═══ ENTRIES PROVIDED
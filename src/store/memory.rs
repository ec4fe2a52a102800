use std::collections::HashMap;

use async_trait::async_trait;
use time::OffsetDateTime;
use tokio::sync::RwLock;
use uuid::Uuid;

use super::{
    Candidate, CandidatePatch, Company, Interview, InterviewStatus, NewCandidate, NewCompany,
    NewInterview, NewUser, NewWarning, Page, Store, StoreError, StoreResult, User, Warning,
};
use crate::access::Scope;

#[derive(Default)]
struct Tables {
    users: HashMap<Uuid, User>,
    companies: HashMap<Uuid, Company>,
    candidates: HashMap<Uuid, Candidate>,
    interviews: HashMap<Uuid, Interview>,
    warnings: Vec<Warning>,
}

impl Tables {
    fn company_of(&self, user_id: Option<Uuid>) -> Option<Uuid> {
        user_id
            .and_then(|id| self.users.get(&id))
            .and_then(|u| u.company_id)
    }

    /// Fills the join columns the Postgres store reads through `users`.
    fn candidate(&self, id: Uuid) -> Option<Candidate> {
        let mut candidate = self.candidates.get(&id)?.clone();
        candidate.owner_company_id = self.company_of(candidate.recruiter_id);
        Some(candidate)
    }

    fn interview(&self, id: Uuid) -> Option<Interview> {
        let mut interview = self.interviews.get(&id)?.clone();
        interview.recruiter_id = self
            .candidates
            .get(&interview.candidate_id)
            .and_then(|c| c.recruiter_id);
        interview.owner_company_id = self.company_of(interview.recruiter_id);
        Some(interview)
    }
}

fn paginate<T>(rows: Vec<T>, page: Page) -> Vec<T> {
    rows.into_iter()
        .skip(page.offset.max(0) as usize)
        .take(page.limit.max(0) as usize)
        .collect()
}

/// Process-local store backing tests and `STORE_BACKEND=memory`.
#[derive(Default)]
pub struct MemoryStore {
    tables: RwLock<Tables>,
}

impl MemoryStore {
    pub fn new() -> Self {
        Self::default()
    }
}

#[async_trait]
impl Store for MemoryStore {
    async fn create_user(&self, new: NewUser) -> StoreResult<User> {
        let mut t = self.tables.write().await;
        if t.users.values().any(|u| u.email == new.email) {
            return Err(StoreError::Conflict("user"));
        }
        let now = OffsetDateTime::now_utc();
        let user = User {
            id: Uuid::new_v4(),
            email: new.email,
            password_hash: new.password_hash,
            full_name: new.full_name,
            role: new.role,
            company_id: new.company_id,
            created_at: now,
            updated_at: now,
        };
        t.users.insert(user.id, user.clone());
        Ok(user)
    }

    async fn find_user(&self, id: Uuid) -> StoreResult<Option<User>> {
        Ok(self.tables.read().await.users.get(&id).cloned())
    }

    async fn find_user_by_email(&self, email: &str) -> StoreResult<Option<User>> {
        let t = self.tables.read().await;
        Ok(t.users.values().find(|u| u.email == email).cloned())
    }

    async fn update_user_name(&self, id: Uuid, full_name: &str) -> StoreResult<User> {
        let mut t = self.tables.write().await;
        let user = t.users.get_mut(&id).ok_or(StoreError::NotFound("user"))?;
        user.full_name = full_name.to_string();
        user.updated_at = OffsetDateTime::now_utc();
        Ok(user.clone())
    }

    async fn create_company(&self, new: NewCompany) -> StoreResult<Company> {
        let company = Company {
            id: Uuid::new_v4(),
            name: new.name,
            contact_email: new.contact_email,
            is_active: true,
            created_at: OffsetDateTime::now_utc(),
        };
        self.tables
            .write()
            .await
            .companies
            .insert(company.id, company.clone());
        Ok(company)
    }

    async fn find_company(&self, id: Uuid) -> StoreResult<Option<Company>> {
        Ok(self.tables.read().await.companies.get(&id).cloned())
    }

    async fn list_companies(&self) -> StoreResult<Vec<Company>> {
        let t = self.tables.read().await;
        let mut rows: Vec<Company> = t.companies.values().cloned().collect();
        rows.sort_by(|a, b| a.name.cmp(&b.name));
        Ok(rows)
    }

    async fn set_company_active(&self, id: Uuid, active: bool) -> StoreResult<Company> {
        let mut t = self.tables.write().await;
        let company = t
            .companies
            .get_mut(&id)
            .ok_or(StoreError::NotFound("company"))?;
        company.is_active = active;
        Ok(company.clone())
    }

    async fn create_candidate(&self, new: NewCandidate) -> StoreResult<Candidate> {
        let mut t = self.tables.write().await;
        let now = OffsetDateTime::now_utc();
        let candidate = Candidate {
            id: Uuid::new_v4(),
            recruiter_id: new.recruiter_id,
            full_name: new.full_name,
            email: new.email,
            phone: new.phone,
            resume_key: None,
            resume_content_type: None,
            owner_company_id: None,
            created_at: now,
            updated_at: now,
        };
        let id = candidate.id;
        t.candidates.insert(id, candidate);
        t.candidate(id).ok_or(StoreError::NotFound("candidate"))
    }

    async fn find_candidate(&self, id: Uuid) -> StoreResult<Option<Candidate>> {
        Ok(self.tables.read().await.candidate(id))
    }

    async fn list_candidates(&self, scope: &Scope, page: Page) -> StoreResult<Vec<Candidate>> {
        let t = self.tables.read().await;
        let all = t.candidates.keys().filter_map(|id| t.candidate(*id));
        let mut rows = scope.filter(all);
        rows.sort_by(|a, b| b.created_at.cmp(&a.created_at).then(a.id.cmp(&b.id)));
        Ok(paginate(rows, page))
    }

    async fn update_candidate(&self, id: Uuid, patch: CandidatePatch) -> StoreResult<Candidate> {
        let mut t = self.tables.write().await;
        let candidate = t
            .candidates
            .get_mut(&id)
            .ok_or(StoreError::NotFound("candidate"))?;
        if let Some(full_name) = patch.full_name {
            candidate.full_name = full_name;
        }
        if let Some(email) = patch.email {
            candidate.email = email;
        }
        if let Some(phone) = patch.phone {
            candidate.phone = phone;
        }
        candidate.updated_at = OffsetDateTime::now_utc();
        t.candidate(id).ok_or(StoreError::NotFound("candidate"))
    }

    async fn set_candidate_resume(
        &self,
        id: Uuid,
        key: &str,
        content_type: &str,
    ) -> StoreResult<Candidate> {
        let mut t = self.tables.write().await;
        let candidate = t
            .candidates
            .get_mut(&id)
            .ok_or(StoreError::NotFound("candidate"))?;
        candidate.resume_key = Some(key.to_string());
        candidate.resume_content_type = Some(content_type.to_string());
        candidate.updated_at = OffsetDateTime::now_utc();
        t.candidate(id).ok_or(StoreError::NotFound("candidate"))
    }

    async fn assign_recruiter(&self, id: Uuid, recruiter_id: Uuid) -> StoreResult<Candidate> {
        let mut t = self.tables.write().await;
        let candidate = t
            .candidates
            .get_mut(&id)
            .ok_or(StoreError::NotFound("candidate"))?;
        candidate.recruiter_id = Some(recruiter_id);
        candidate.updated_at = OffsetDateTime::now_utc();
        t.candidate(id).ok_or(StoreError::NotFound("candidate"))
    }

    async fn list_orphan_candidates(&self) -> StoreResult<Vec<Candidate>> {
        let t = self.tables.read().await;
        let mut rows: Vec<Candidate> = t
            .candidates
            .values()
            .filter(|c| c.recruiter_id.is_none())
            .cloned()
            .collect();
        rows.sort_by(|a, b| a.created_at.cmp(&b.created_at));
        Ok(rows)
    }

    async fn delete_candidate(&self, id: Uuid) -> StoreResult<()> {
        let mut t = self.tables.write().await;
        if t.candidates.remove(&id).is_none() {
            return Err(StoreError::NotFound("candidate"));
        }
        let dropped: Vec<Uuid> = t
            .interviews
            .values()
            .filter(|i| i.candidate_id == id)
            .map(|i| i.id)
            .collect();
        for interview_id in &dropped {
            t.interviews.remove(interview_id);
        }
        t.warnings.retain(|w| !dropped.contains(&w.interview_id));
        Ok(())
    }

    async fn create_interview(&self, new: NewInterview) -> StoreResult<Interview> {
        let mut t = self.tables.write().await;
        if !t.candidates.contains_key(&new.candidate_id) {
            return Err(StoreError::NotFound("candidate"));
        }
        let now = OffsetDateTime::now_utc();
        let interview = Interview {
            id: Uuid::new_v4(),
            candidate_id: new.candidate_id,
            job_title: new.job_title,
            status: InterviewStatus::Scheduled,
            scheduled_at: new.scheduled_at,
            started_at: None,
            ended_at: None,
            recruiter_id: None,
            owner_company_id: None,
            created_at: now,
            updated_at: now,
        };
        let id = interview.id;
        t.interviews.insert(id, interview);
        t.interview(id).ok_or(StoreError::NotFound("interview"))
    }

    async fn find_interview(&self, id: Uuid) -> StoreResult<Option<Interview>> {
        Ok(self.tables.read().await.interview(id))
    }

    async fn list_interviews(
        &self,
        scope: &Scope,
        status: Option<InterviewStatus>,
        page: Page,
    ) -> StoreResult<Vec<Interview>> {
        let t = self.tables.read().await;
        let all = t
            .interviews
            .values()
            .filter(|i| status.map_or(true, |s| i.status == s))
            .filter_map(|i| t.interview(i.id));
        let mut rows = scope.filter(all);
        rows.sort_by(|a, b| b.scheduled_at.cmp(&a.scheduled_at).then(a.id.cmp(&b.id)));
        Ok(paginate(rows, page))
    }

    async fn save_interview_state(
        &self,
        interview: &Interview,
        expected_started_at: Option<OffsetDateTime>,
    ) -> StoreResult<Interview> {
        let mut t = self.tables.write().await;
        let row = t
            .interviews
            .get_mut(&interview.id)
            .ok_or(StoreError::NotFound("interview"))?;
        if row.status != InterviewStatus::Scheduled || row.started_at != expected_started_at {
            return Err(StoreError::Stale("interview"));
        }
        row.status = interview.status;
        row.started_at = interview.started_at;
        row.ended_at = interview.ended_at;
        row.updated_at = OffsetDateTime::now_utc();
        t.interview(interview.id)
            .ok_or(StoreError::NotFound("interview"))
    }

    async fn add_warning(&self, new: NewWarning) -> StoreResult<Warning> {
        let mut t = self.tables.write().await;
        let running = match t.interviews.get(&new.interview_id) {
            Some(row) => row.is_running(),
            None => return Err(StoreError::NotFound("interview")),
        };
        if !running {
            return Err(StoreError::Stale("interview"));
        }
        let warning = Warning {
            id: Uuid::new_v4(),
            interview_id: new.interview_id,
            kind: new.kind,
            message: new.message,
            occurred_at: OffsetDateTime::now_utc(),
        };
        t.warnings.push(warning.clone());
        Ok(warning)
    }

    async fn list_warnings(&self, interview_id: Uuid) -> StoreResult<Vec<Warning>> {
        let t = self.tables.read().await;
        Ok(t.warnings
            .iter()
            .filter(|w| w.interview_id == interview_id)
            .cloned()
            .collect())
    }
}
══════
_TASK INSTRUCTIONS:_ Give the count of lines above that include the word "cloned", stating no other information.

_SOLUTION FOR THIS EXERCISE:_ 6